LAUSR

Nuclear factor kappa B (NF-κB) activation is a well-known mechanism by which chemoresistance to anticancer agents is reported. It is well-known that irinotecan as a chemotherapeutic drug against non-small-cell lung carcinoma (NSCLC) has limited anticancer effect due to NF-κB activation. In this study, we propose the novel role of GRA16, a dense granule protein of Toxoplasma gondii, as an anticancer agent to increase the effectiveness of chemotherapy via the inhibition of NF-κB activation.

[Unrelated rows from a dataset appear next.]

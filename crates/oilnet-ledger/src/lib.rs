//! Cash ledger for the Oilnet economy.
//!
//! Every cash movement in a game goes through this ledger: sale proceeds,
//! operating costs, processing fees, pipeline fees, crude exports, and
//! construction payments. Players are never credited or charged without a
//! matching entry.
//!
//! # Architecture
//!
//! - [`ledger`] -- the [`Ledger`]: append-only log with recording helpers.
//! - [`transaction`] -- the [`TransactionBuilder`] for validated entries.
//! - [`reconcile`] -- per-turn check of ledger totals against the players'
//!   own revenue and cost accumulators.
//!
//! # Parties
//!
//! Each entry moves a positive amount between two [`Party`] values. The
//! market stands for everyone outside the players:
//!
//! | Type | From | To |
//! |------|------|----|
//! | Sale | Market | Player |
//! | TransportFee | Market | Player |
//! | Export | Market | Player |
//! | OperatingCost | Player | Market |
//! | ProcessingFee | Player | Market |
//! | Construction | Player | Market |
//!
//! [`Party`]: oilnet_types::Party
//!
//! # Usage
//!
//! ```
//! use oilnet_ledger::{Ledger, ReconcileResult};
//! use oilnet_types::{NodeId, Player, PlayerId};
//! use rust_decimal::Decimal;
//!
//! let mut ledger = Ledger::new();
//! let well_owner = PlayerId::new(1);
//!
//! ledger
//!     .record_sale(1, well_owner, Decimal::new(550, 0), "CRUDE_SALE", NodeId::new(0))
//!     .ok();
//!
//! let mut player = Player::new(well_owner, "Alice", Decimal::new(10_000, 0));
//! player.earn(Decimal::new(550, 0));
//! player.turn_profit = player.turn_revenue - player.turn_cost;
//!
//! assert_eq!(ledger.reconcile(1, [&player]), ReconcileResult::Balanced);
//! ```

pub mod ledger;
pub mod reconcile;
pub mod transaction;

pub use ledger::{EntryParams, Ledger};
pub use reconcile::ReconcileResult;
pub use transaction::TransactionBuilder;

use std::collections::BTreeMap;

use oilnet_types::{LedgerEntryType, PlayerId};
use rust_decimal::Decimal;

// ---------------------------------------------------------------------------
// Error types
// ---------------------------------------------------------------------------

/// Errors that can occur when recording ledger entries.
#[derive(Debug, thiserror::Error)]
pub enum LedgerError {
    /// Amount must be non-zero.
    #[error("ledger entry amount must be non-zero")]
    ZeroAmount,

    /// Amount must not be negative.
    #[error("ledger entry amount must be positive, got {amount}")]
    NegativeAmount {
        /// The invalid amount.
        amount: Decimal,
    },

    /// A required field was not set on the builder.
    #[error("missing required field: {0}")]
    MissingField(&'static str),

    /// The from/to party does not match the entry type.
    #[error("invalid party for {entry_type:?} {side}: expected {expected}, got {actual}")]
    InvalidParty {
        /// The entry type being validated.
        entry_type: LedgerEntryType,
        /// Which side of the entry ("from" or "to").
        side: &'static str,
        /// The expected party kind.
        expected: &'static str,
        /// The party that was supplied.
        actual: String,
    },

    /// An internal error that should not occur in normal operation.
    #[error("internal ledger error: {0}")]
    InternalError(&'static str),
}

// ---------------------------------------------------------------------------
// Anomaly type
// ---------------------------------------------------------------------------

/// A turn where the ledger disagrees with the players' accumulators.
#[derive(Debug, Clone, PartialEq, Eq, serde::Serialize, serde::Deserialize)]
pub struct ReconcileAnomaly {
    /// The turn that failed to reconcile.
    pub turn: u64,
    /// Per-player mismatch: (`ledger_net`, `reported_profit`).
    pub mismatches: BTreeMap<PlayerId, (Decimal, Decimal)>,
    /// Human-readable description of the anomaly.
    pub message: String,
}

impl core::fmt::Display for ReconcileAnomaly {
    fn fmt(&self, f: &mut core::fmt::Formatter<'_>) -> core::fmt::Result {
        write!(f, "{}", self.message)
    }
}
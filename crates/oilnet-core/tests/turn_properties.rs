//! Cross-module properties of the pathfinder and the turn resolver.
//!
//! Every game here runs with [`NoJitter`] unless the test is about seeded
//! replay, so expected figures can be written down exactly.

// Panicking on failure is the correct behavior in test code.
#![allow(
    clippy::unwrap_used,
    clippy::indexing_slicing,
    clippy::arithmetic_side_effects,
    clippy::too_many_lines
)]

use oilnet_core::config::GameConfig;
use oilnet_core::game::GameState;
use oilnet_core::random::NoJitter;
use oilnet_core::turn::TurnError;
use oilnet_types::{
    ConsumptionSite, Edge, EdgeId, Node, NodeId, NodeRole, PlayerId, ProcessingSite,
    ProductionSite,
};
use oilnet_world::{
    GraphModel, Pathfinder, SAMPLE_MAP_IDS, SupplyPricing, SupplyQuote, create_sample_map,
};
use rust_decimal::Decimal;
use rust_decimal_macros::dec;

const ALICE: PlayerId = PlayerId(1);
const BOB: PlayerId = PlayerId(2);

// ---------------------------------------------------------------------------
// Fixtures
// ---------------------------------------------------------------------------

fn n(id: u32) -> NodeId {
    NodeId::new(id)
}

fn sample_graph() -> GraphModel {
    create_sample_map().unwrap().0
}

fn sample_game(turns: u64) -> GameState {
    let mut config = GameConfig::default();
    config.game.turn_limit = turns;
    GameState::with_random(config, sample_graph(), Box::new(NoJitter)).unwrap()
}

/// Both players build a full chain on the sample map.
fn contested_game(turns: u64) -> GameState {
    let ids = SAMPLE_MAP_IDS;
    let mut state = sample_game(turns);
    state.build_well(ALICE, ids.northfield).unwrap();
    state.build_refinery(ALICE, ids.junction).unwrap();
    state.build_well(BOB, ids.sandhill).unwrap();
    state.build_well(BOB, ids.eastbasin).unwrap();
    state.build_refinery(BOB, ids.riverside).unwrap();
    state
}

fn well(id: u32, capacity: Decimal, cost: Decimal) -> Node {
    let mut node = Node::new(n(id), "P");
    node.production = Some(ProductionSite {
        capacity,
        operating_cost: cost,
        construction_cost: dec!(1000),
        owner: None,
        extracted: Decimal::ZERO,
    });
    node
}

fn refinery(id: u32, capacity: Decimal, cost: Decimal) -> Node {
    let mut node = Node::new(n(id), "R");
    node.processing = Some(ProcessingSite {
        base_capacity: capacity,
        operating_cost: cost,
        fee: Decimal::ZERO,
        owner: None,
        level: 0,
        throughput: Decimal::ZERO,
    });
    node
}

fn town(id: u32, base: Decimal) -> Node {
    let mut node = Node::new(n(id), "D");
    node.consumption = Some(ConsumptionSite {
        base_demand: base,
        growth_rate: Decimal::ZERO,
        demand: Decimal::ZERO,
        local_price: None,
        served: Decimal::ZERO,
        imported: Decimal::ZERO,
    });
    node
}

fn all_costs(pathfinder: &Pathfinder, ids: &[NodeId]) -> Vec<Option<Decimal>> {
    ids.iter()
        .flat_map(|&a| ids.iter().map(move |&b| pathfinder.shortest_cost(a, b)))
        .collect()
}

// ---------------------------------------------------------------------------
// Pathfinder properties
// ---------------------------------------------------------------------------

#[test]
fn distances_are_a_metric() {
    let graph = sample_graph();
    let pathfinder = Pathfinder::from_graph(&graph);
    let ids = graph.node_ids();

    for &i in &ids {
        assert_eq!(pathfinder.shortest_cost(i, i), Some(Decimal::ZERO));
        for &j in &ids {
            let ij = pathfinder.shortest_cost(i, j);
            assert_eq!(ij, pathfinder.shortest_cost(j, i), "symmetry {i} {j}");
            for &k in &ids {
                let (Some(ij), Some(jk), Some(ik)) = (
                    ij,
                    pathfinder.shortest_cost(j, k),
                    pathfinder.shortest_cost(i, k),
                ) else {
                    continue;
                };
                assert!(ik <= ij + jk, "triangle {i} {j} {k}");
            }
        }
    }
}

#[test]
fn pipelines_and_fee_cuts_never_raise_costs() {
    let mut state = sample_game(1);
    let ids = state.graph.node_ids();
    let before = all_costs(&state.pathfinder, &ids);

    state.build_pipeline(ALICE, EdgeId::new(4)).unwrap();
    let with_pipeline = all_costs(&state.pathfinder, &ids);
    for (old, new) in before.iter().zip(&with_pipeline) {
        assert!(new.unwrap() <= old.unwrap());
    }

    state
        .set_pipeline_fee(ALICE, EdgeId::new(4), Decimal::ZERO)
        .unwrap();
    let with_cut = all_costs(&state.pathfinder, &ids);
    for (old, new) in with_pipeline.iter().zip(&with_cut) {
        assert!(new.unwrap() <= old.unwrap());
    }
    assert!(with_cut != before);
}

#[test]
fn laying_every_pipeline_never_raises_a_cost() {
    let mut config = GameConfig::default();
    config.game.starting_cash = dec!(10000000);
    let mut state = GameState::with_random(config, sample_graph(), Box::new(NoJitter)).unwrap();
    let ids = state.graph.node_ids();
    let edges: Vec<EdgeId> = state.graph.edges().map(|e| e.id).collect();
    assert_eq!(edges.len(), state.graph.edge_count());

    let first = all_costs(&state.pathfinder, &ids);
    let mut previous = first.clone();
    for edge in edges {
        state.build_pipeline(ALICE, edge).unwrap();
        let built = all_costs(&state.pathfinder, &ids);
        for (old, new) in previous.iter().zip(&built) {
            assert!(new.unwrap() <= old.unwrap(), "pipeline on {edge}");
        }

        state.set_pipeline_fee(ALICE, edge, Decimal::ZERO).unwrap();
        let cut = all_costs(&state.pathfinder, &ids);
        for (old, new) in built.iter().zip(&cut) {
            assert!(new.unwrap() <= old.unwrap(), "fee cut on {edge}");
        }
        previous = cut;
    }

    // With every edge free, every connected pair costs nothing.
    assert!(previous.iter().all(|c| *c == Some(Decimal::ZERO)));
    assert!(previous != first);
}

#[test]
fn rebuild_is_idempotent() {
    let state = contested_game(1);
    let mut again = state.pathfinder.clone();
    again.rebuild(&state.graph);
    assert_eq!(again, state.pathfinder);
    again.rebuild(&state.graph);
    assert_eq!(again, state.pathfinder);
}

#[test]
fn supply_never_costs_more_than_import() {
    let state = contested_game(1);
    let pricing = SupplyPricing {
        refined_price: state.market.refined_price,
        terminal_fee: state.market.terminal_fee,
    };
    for consumer in state.graph.nodes_with_role(NodeRole::Consumption) {
        let import = state
            .pathfinder
            .nearest_import(&state.graph, consumer, &pricing)
            .unwrap();
        let quote = state
            .pathfinder
            .find_cheapest_supply(&state.graph, consumer, &pricing);
        assert!(quote.landed_cost().unwrap() <= import.landed_cost);
    }
}

// ---------------------------------------------------------------------------
// Turn properties
// ---------------------------------------------------------------------------

#[test]
fn settled_barrels_respect_capacity() {
    let mut state = contested_game(5);
    for _ in 0..5 {
        let summary = state.advance_turn().unwrap();

        let mut throughput = Decimal::ZERO;
        for node in state.graph.nodes() {
            if let Some(site) = &node.production {
                assert!(site.extracted <= site.capacity, "well {}", node.id);
            }
            if let Some(site) = &node.processing {
                assert!(site.throughput <= site.capacity(), "refinery {}", node.id);
                throughput += site.throughput;
            }
        }
        assert_eq!(throughput, summary.served);
        assert_eq!(
            summary.served + summary.imported + summary.unmet,
            summary.demand
        );
    }
}

#[test]
fn profit_identity_holds_every_turn() {
    let mut state = contested_game(6);
    while !state.is_game_over() {
        let summary = state.advance_turn().unwrap();
        for player in state.players.values() {
            assert_eq!(player.turn_profit, player.turn_revenue - player.turn_cost);
            assert_eq!(summary.profits.get(&player.id), Some(&player.turn_profit));
            let total: Decimal = player.profit_history.iter().copied().sum();
            assert_eq!(player.cumulative_profit, total);
        }
        assert!(summary.reconciliation.is_balanced());
    }
}

#[test]
fn market_shares_sum_to_one_or_zero() {
    let mut state = contested_game(3);
    state.advance_turn().unwrap();
    let total: Decimal = state.players.values().map(|p| p.market_share).sum();
    assert_eq!(total, Decimal::ONE);

    let mut idle = sample_game(1);
    idle.advance_turn().unwrap();
    let total: Decimal = idle.players.values().map(|p| p.market_share).sum();
    assert_eq!(total, Decimal::ZERO);
}

#[test]
fn shares_with_three_way_split_still_sum_to_one() {
    // Three refineries serve equal volumes, so each share is 1/3.
    let mut nodes = Vec::new();
    let mut edges = Vec::new();
    for i in 0_u32..3 {
        let offset = i * 3;
        nodes.push(well(offset, dec!(10), dec!(1)));
        nodes.push(refinery(offset + 1, dec!(10), dec!(1)));
        nodes.push(town(offset + 2, dec!(10)));
        edges.push(Edge::road(EdgeId::new(offset), n(offset), n(offset + 1), dec!(1)));
        edges.push(Edge::road(
            EdgeId::new(offset + 1),
            n(offset + 1),
            n(offset + 2),
            dec!(1),
        ));
    }
    let graph = GraphModel::from_parts(nodes, edges).unwrap();
    let mut config = GameConfig::default();
    config.game.players = vec!["A".to_owned(), "B".to_owned(), "C".to_owned()];
    config.market.elasticity = Decimal::ZERO;
    let mut state = GameState::with_random(config, graph, Box::new(NoJitter)).unwrap();
    for i in 0_u32..3 {
        let player = PlayerId::new(i + 1);
        state.build_well(player, n(i * 3)).unwrap();
        state.build_refinery(player, n(i * 3 + 1)).unwrap();
    }

    state.advance_turn().unwrap();
    let total: Decimal = state.players.values().map(|p| p.market_share).sum();
    assert_eq!(total, Decimal::ONE);
    assert!(state.players.values().all(|p| p.market_share > dec!(0.33)));
}

#[test]
fn three_node_chain_scenario() {
    let graph = GraphModel::from_parts(
        vec![
            well(0, dec!(100), dec!(10)),
            refinery(1, dec!(100), dec!(2)),
            town(2, dec!(50)),
        ],
        vec![
            Edge::road(EdgeId::new(0), n(0), n(1), dec!(1)),
            Edge::road(EdgeId::new(1), n(1), n(2), dec!(1)),
        ],
    )
    .unwrap();
    let mut config = GameConfig::default();
    config.market.elasticity = Decimal::ZERO;
    let mut state = GameState::with_random(config, graph, Box::new(NoJitter)).unwrap();
    state.build_well(ALICE, n(0)).unwrap();
    state.build_refinery(BOB, n(1)).unwrap();
    state.set_processing_fee(BOB, n(1), dec!(5)).unwrap();

    let summary = state.advance_turn().unwrap();
    assert_eq!(summary.served, dec!(50));
    assert_eq!(summary.imported, Decimal::ZERO);

    let delivery = summary.deliveries.first().unwrap();
    assert_eq!(delivery.crude_price, dec!(11));
    let sale = state
        .node_snapshot(n(2))
        .and_then(|node| node.consumption)
        .and_then(|site| site.local_price)
        .unwrap();
    assert_eq!(sale, dec!(19));

    let bob = state.player_summary(BOB).unwrap();
    let bob_player = state.players.get(&BOB).unwrap();
    assert_eq!(bob_player.turn_revenue, dec!(50) * (sale - dec!(11)));
    assert_eq!(bob.market_share, Decimal::ONE);
    let alice = state.players.get(&ALICE).unwrap();
    assert_eq!(alice.turn_revenue, dec!(50) * dec!(11));
}

#[test]
fn isolated_component_goes_unmet() {
    // Component {0, 1} has a terminal; town 2 sits alone.
    let mut port = Node::new(n(0), "Port");
    port.terminal = Some(oilnet_types::TerminalSite::default());
    let graph = GraphModel::from_parts(
        vec![port, town(1, dec!(20)), town(2, dec!(30))],
        vec![Edge::road(EdgeId::new(0), n(0), n(1), dec!(2))],
    )
    .unwrap();
    let mut state =
        GameState::with_random(GameConfig::default(), graph, Box::new(NoJitter)).unwrap();

    assert_eq!(state.pathfinder.shortest_cost(n(0), n(2)), None);
    assert!(!state.pathfinder.is_reachable(n(2), n(1)));
    let pricing = SupplyPricing {
        refined_price: state.market.refined_price,
        terminal_fee: state.market.terminal_fee,
    };
    assert_eq!(
        state
            .pathfinder
            .find_cheapest_supply(&state.graph, n(2), &pricing),
        SupplyQuote::Unsupplied
    );

    let summary = state.advance_turn().unwrap();
    assert_eq!(summary.served, Decimal::ZERO);
    assert_eq!(summary.unmet, dec!(30));
    assert!(summary.imported > Decimal::ZERO);
}

#[test]
fn same_seed_replays_identically() {
    fn play(seed: u64) -> Vec<oilnet_types::TurnSnapshot> {
        let mut config = GameConfig::default();
        config.game.seed = seed;
        config.game.turn_limit = 8;
        let mut state = GameState::new(config, sample_graph()).unwrap();
        state.build_well(ALICE, SAMPLE_MAP_IDS.northfield).unwrap();
        state.build_refinery(BOB, SAMPLE_MAP_IDS.junction).unwrap();
        while !state.is_game_over() {
            state.advance_turn().unwrap();
        }
        state.history().to_vec()
    }

    assert_eq!(play(7), play(7));
    assert_ne!(play(7), play(8));
}

#[test]
fn advancing_past_the_limit_is_an_error() {
    let mut state = contested_game(1);
    state.advance_turn().unwrap();
    assert!(state.is_game_over());
    let ledger_len = state.ledger.len();
    assert!(matches!(
        state.advance_turn(),
        Err(TurnError::GameOver { turn_limit: 1 })
    ));
    assert_eq!(state.ledger.len(), ledger_len);
    assert_eq!(state.turn(), 1);
}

To demonstrate this, H1299 cells were stably transfected with GRA16. The anticancer effects of GRA16 were demonstrated as a reduction in tumor size in a mouse xenograft model. GRA16 directly elevated B55 regulatory subunit of protein phosphatase 2A (PP2A-B55) expression in tumor cells, thereby decreasing GWL protein levels and ENSA phosphorylation. This cascade, in turn, induced PP2A-B55 activation and suppressed AKT/ERK phosphorylation and cyclin B1 levels, suggesting reduced cell survival and arrested cell cycle. Moreover, PP2A-B55 activation and AKT phosphorylation inhibition led to NF-κB inactivation via the reduction in inhibitory kappa B kinase beta (IKKβ) levels, de-phosphorylation of inhibitor of kappa B alpha (IκBα), and reduction in the nuclear transit of NF-κB p65. Furthermore, this molecular mechanism was examined under irinotecan treatment. The PP2A-B55/AKT/NF-κB p65 pathway-mediated anticancer effects were only induced in the presence of GRA16, but not in the presence of irinotecan. Moreover, GRA16 synergistically promoted the anticancer effects of irinotecan via the induction of the sub-G1 phase and reduction of cell proliferation. Collectively, irinotecan and GRA16 co-treatment promotes the anticancer effects of irinotecan via NF-κB inhibition and cell cycle arrest induced by GRA16, subsequently increasing the chemotherapeutic effect of irinotecan to NSCLC cells via NF-κB inhibition.